Associated British Foods Denies Tax Dodging


LONDON -- Associated British Foods has been forced to deny allegations that it is illegally or immorally avoiding paying tax in Zambia totaling millions of pounds owed to the country's government.

The British multinational company, whose brands include Silver Spoon, has refuted allegations by anti-poverty charity ActionAid that, after posting record pre-tax profits, its Zambia Sugar company is dodging its tax bill in one of the African states hardest hit by malnutrition.

In a recent report, ActionAid had stated that Associated British Foods "has found legal ways to siphon over US$83.7 million (US$13 million a year) -- a third of pre-tax profits -- out of Zambia into tax havens including Ireland, Mauritius, and the Netherlands".

ActionAid tax specialist Chris Jordan commented:

International corporate tax avoidance is like a cancer eating away at both rich and poor countries. As we've seen with Starbucks and [], many multinationals are not paying their fair share of tax, and this hurts ordinary people in the U.K. and in the developing world. Tax avoidance by Associated British Foods in Zambia is helping to keep people locked in hunger. We know that business can be a force for good in Africa, but this is massively undermined when a company doesn't pay its fair share of tax.
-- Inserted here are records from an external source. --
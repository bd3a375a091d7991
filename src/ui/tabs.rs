//! Tab registry rebuilt from `tabline_update`.

use rmpv::Value;

use crate::codec::MsgPackCodec;

/// Editor-assigned tab identifier.
#[derive(Debug, Clone, Copy, PartialEq, Eq, Hash, PartialOrd, Ord)]
pub struct TabHandle(pub u64);

impl TabHandle {
    /// Read a handle from the wire.
    ///
    /// The editor sends tabpages as msgpack ext values whose payload is an
    /// encoded integer; plain integers are accepted too.
    pub fn from_value(value: &Value) -> Option<Self> {
        match value {
            Value::Ext(_, data) => MsgPackCodec::decode_value(data)
                .ok()
                .and_then(|v| v.as_u64())
                .map(TabHandle),
            other => other.as_u64().map(TabHandle),
        }
    }
}

impl From<u64> for TabHandle {
    fn from(id: u64) -> Self {
        TabHandle(id)
    }
}

#[derive(Debug, Clone, PartialEq, Eq)]
pub struct Tab {
    pub handle: TabHandle,
    pub name: String,
}

/// What a reader of the registry gets.
#[derive(Debug, Clone, Copy, PartialEq, Eq)]
pub enum TabView<'a> {
    /// A rebuild is in progress; show nothing (or a loading state).
    Loading,
    Ready {
        tabs: &'a [Tab],
        active: Option<TabHandle>,
    },
}

/// Ordered collection of open tabs.
#[derive(Debug, Default)]
pub struct TabRegistry {
    tabs: Vec<Tab>,
    active: Option<TabHandle>,
    rebuilding: bool,
}

impl TabRegistry {
    pub fn new() -> Self {
        Self::default()
    }

    /// Clear every tab and start a rebuild.
    pub fn reset(&mut self) {
        self.tabs.clear();
        self.active = None;
        self.rebuilding = true;
    }

    /// Append one tab, marking it active when `is_active`.
    pub fn add(&mut self, handle: TabHandle, name: impl Into<String>, is_active: bool) {
        self.tabs.push(Tab {
            handle,
            name: name.into(),
        });
        if is_active {
            self.active = Some(handle);
        }
    }

    /// Finish a rebuild started by [`reset`](Self::reset).
    pub fn commit(&mut self) {
        self.rebuilding = false;
    }

    /// Consistent view for the renderer.
    pub fn view(&self) -> TabView<'_> {
        if self.rebuilding {
            TabView::Loading
        } else {
            TabView::Ready {
                tabs: &self.tabs,
                active: self.active,
            }
        }
    }

    pub fn tabs(&self) -> &[Tab] {
        &self.tabs
    }

    pub fn active(&self) -> Option<TabHandle> {
        self.active
    }

    pub fn is_active(&self, handle: TabHandle) -> bool {
        self.active == Some(handle)
    }

    pub fn contains(&self, handle: TabHandle) -> bool {
        self.tabs.iter().any(|t| t.handle == handle)
    }

    pub fn is_rebuilding(&self) -> bool {
        self.rebuilding
    }

    pub fn len(&self) -> usize {
        self.tabs.len()
    }

    pub fn is_empty(&self) -> bool {
        self.tabs.is_empty()
    }
}

#[cfg(test)]
mod tests {
    use super::*;

    #[test]
    fn test_reset_then_add() {
        let mut tabs = TabRegistry::new();
        tabs.reset();
        tabs.add(TabHandle(1), "main", true);
        tabs.add(TabHandle(2), "help", false);

        assert_eq!(tabs.len(), 2);
        assert_eq!(tabs.active(), Some(TabHandle(1)));
        assert!(tabs.is_active(TabHandle(1)));
        assert!(!tabs.is_active(TabHandle(2)));
    }

    #[test]
    fn test_view_is_loading_during_rebuild() {
        let mut tabs = TabRegistry::new();
        tabs.reset();
        tabs.add(TabHandle(1), "main", true);

        assert_eq!(tabs.view(), TabView::Loading);

        tabs.commit();
        match tabs.view() {
            TabView::Ready { tabs: list, active } => {
                assert_eq!(list.len(), 1);
                assert_eq!(active, Some(TabHandle(1)));
            }
            TabView::Loading => panic!("still loading"),
        }
    }

    #[test]
    fn test_reset_replaces_previous_list() {
        let mut tabs = TabRegistry::new();
        tabs.reset();
        tabs.add(TabHandle(1), "a", false);
        tabs.add(TabHandle(2), "b", true);
        tabs.commit();

        tabs.reset();
        tabs.add(TabHandle(3), "c", true);
        tabs.commit();

        assert_eq!(tabs.len(), 1);
        assert_eq!(tabs.tabs()[0].name, "c");
        assert_eq!(tabs.active(), Some(TabHandle(3)));
    }

    #[test]
    fn test_empty_rebuild_has_no_active_tab() {
        let mut tabs = TabRegistry::new();
        tabs.reset();
        tabs.add(TabHandle(1), "main", true);
        tabs.commit();

        tabs.reset();
        tabs.commit();

        assert_eq!(tabs.active(), None);
        assert!(tabs.is_empty());
        assert!(!tabs.is_rebuilding());
    }

    #[test]
    fn test_handle_from_ext_value() {
        let payload = MsgPackCodec::encode_value(&Value::from(7)).unwrap();
        let value = Value::Ext(2, payload);

        assert_eq!(TabHandle::from_value(&value), Some(TabHandle(7)));
        assert_eq!(TabHandle::from_value(&Value::from(9)), Some(TabHandle(9)));
        assert_eq!(TabHandle::from_value(&Value::from("x")), None);
    }
}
However, Associated British Foods finance director John Bason responded: "The reason that no corporate tax is paid in Zambia for the last couple of years is because of our [150 million pound] investment building the biggest sugar mill in the country. There are capital allowances available on that, in the same way similar reliefs are available to investors in most countries, including the U.K."

Bason continued by saying that it was "absolutely not true" that Zambia Sugar is funneling a third of its pre-tax profits to sister companies in tax havens including Ireland and the Netherlands, and that no payments went to the Netherlands, as ActionAid claims. "The Netherlands is a holding company to Zambia, so dividends go there and dividends come out after pre-tax profit. ... We've been wronged."

Swiftly and strongly denying the tax-avoidance claims, this ought to be no more than a minor blip on Associated British Foods' track record, after proving to be one of the FTSE 100's best-performing shares in 2012. Still, private investors owning or interested in the company's shares would be wise to keep their eyes and ears open to any further developments with this story.